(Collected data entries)

──────────────────────────────

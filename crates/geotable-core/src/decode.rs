//! Row-to-geometry decoding.
//!
//! Applies a [`DecodingPlan`] to every row of a [`SourceLayer`]. Rows whose
//! geometry cannot be decoded are skipped and counted; the call only fails
//! when a non-empty layer yields no geometry at all. Spatial filters compare
//! against geometries in the layer's own coordinate system.

use arrow_array::Array;
use arrow_array::cast::AsArray;
use arrow_array::types::Float64Type;
use arrow_cast::cast;
use arrow_schema::DataType;
use geo::Intersects;
use log::{debug, warn};

use crate::detect::DecodingPlan;
use crate::error::{GeometryError, Result};
use crate::formats::SourceLayer;
use crate::geometry::{BoundingBox, Geometry};

/// Per-row decoding options.
#[derive(Debug, Clone, Default)]
pub struct DecodeOptions {
    /// Strip the z ordinate from every coordinate.
    pub drop_z: bool,
    /// Keep only rows whose geometry intersects this box.
    pub bounding_box: Option<BoundingBox>,
    /// Keep only rows whose geometry intersects this polygon.
    pub bounding_polygon: Option<Geometry>,
}

/// Result of decoding one layer.
#[derive(Debug, Clone, Default)]
pub struct Decoded {
    /// Indices of the surviving source rows, in source order.
    pub rows: Vec<usize>,
    /// Geometry of each surviving row, parallel to `rows`.
    pub geometries: Vec<Geometry>,
    /// Rows dropped because their geometry was missing or malformed.
    pub skipped: usize,
    /// Rows dropped by the spatial filters.
    pub filtered: usize,
}

/// Decodes every row of `layer` according to `plan`.
///
/// # Errors
///
/// Fails with [`GeometryError::NoValidGeometry`] when the layer has rows but
/// none of them decodes, and with an Arrow error when a geometry column cannot
/// be read as text or numbers.
pub fn decode(layer: &SourceLayer, plan: &DecodingPlan, options: &DecodeOptions) -> Result<Decoded> {
    let raw = raw_geometries(layer, plan)?;
    let total = raw.len();

    let bounding_rect = options.bounding_box.map(|b| b.to_rect());
    let bounding_polygon = options.bounding_polygon.as_ref().map(Geometry::to_geo);

    let mut decoded = Decoded::default();
    for (row, geometry) in raw.into_iter().enumerate() {
        let Some(geometry) = geometry else {
            decoded.skipped += 1;
            continue;
        };
        let geometry = if options.drop_z {
            geometry.without_z()
        } else {
            geometry
        };
        if bounding_rect.is_some() || bounding_polygon.is_some() {
            let planar = geometry.to_geo();
            let keep = bounding_rect.is_none_or(|rect| planar.intersects(&rect))
                && bounding_polygon
                    .as_ref()
                    .is_none_or(|polygon| planar.intersects(polygon));
            if !keep {
                decoded.filtered += 1;
                continue;
            }
        }
        decoded.rows.push(row);
        decoded.geometries.push(geometry);
    }

    if decoded.skipped > 0 {
        if decoded.skipped == total {
            return Err(GeometryError::NoValidGeometry {
                source_name: layer.name.clone(),
                skipped: decoded.skipped,
            }
            .into());
        }
        warn!(
            "Skipped {} of {total} rows with missing or malformed geometry in '{}'",
            decoded.skipped, layer.name
        );
    }
    debug!(
        "Decoded {} rows of '{}' ({}, {} filtered out)",
        decoded.rows.len(),
        layer.name,
        plan.encoding(),
        decoded.filtered
    );
    Ok(decoded)
}

/// Produces one optional geometry per source row.
fn raw_geometries(layer: &SourceLayer, plan: &DecodingPlan) -> Result<Vec<Option<Geometry>>> {
    let batch = &layer.attributes;
    match plan {
        DecodingPlan::WellKnownText { column, swap_xy } => {
            let Some(values) = batch.column_by_name(column) else {
                return Ok(vec![None; batch.num_rows()]);
            };
            let text = cast(values, &DataType::Utf8)?;
            let text = text.as_string::<i32>();
            Ok((0..text.len())
                .map(|i| {
                    if text.is_null(i) {
                        return None;
                    }
                    match Geometry::from_wkt(text.value(i)) {
                        Ok(geometry) if *swap_xy => Some(geometry.swap_xy()),
                        Ok(geometry) => Some(geometry),
                        Err(err) => {
                            debug!("Row {i} of '{}': {err}", layer.name);
                            None
                        },
                    }
                })
                .collect())
        },
        DecodingPlan::LatLonPair {
            latitude,
            longitude,
        } => {
            let (Some(latitudes), Some(longitudes)) =
                (batch.column_by_name(latitude), batch.column_by_name(longitude))
            else {
                return Ok(vec![None; batch.num_rows()]);
            };
            let latitudes = cast(latitudes, &DataType::Float64)?;
            let longitudes = cast(longitudes, &DataType::Float64)?;
            let latitudes = latitudes.as_primitive::<Float64Type>();
            let longitudes = longitudes.as_primitive::<Float64Type>();
            Ok((0..batch.num_rows())
                .map(|i| {
                    if latitudes.is_null(i) || longitudes.is_null(i) {
                        return None;
                    }
                    let (y, x) = (latitudes.value(i), longitudes.value(i));
                    (x.is_finite() && y.is_finite()).then(|| Geometry::point(x, y))
                })
                .collect())
        },
        DecodingPlan::Native { .. } => Ok(layer
            .native_geometries
            .clone()
            .unwrap_or_else(|| vec![None; batch.num_rows()])),
    }
}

──────────────────────────────

#### WHAT YOU HAVE TO DO
Scan the data above for the word "this". Copy every line in which it is found.

#### EXERCISE OUTPUT
    /// Keep only rows whose geometry intersects this box.
    /// Keep only rows whose geometry intersects this polygon.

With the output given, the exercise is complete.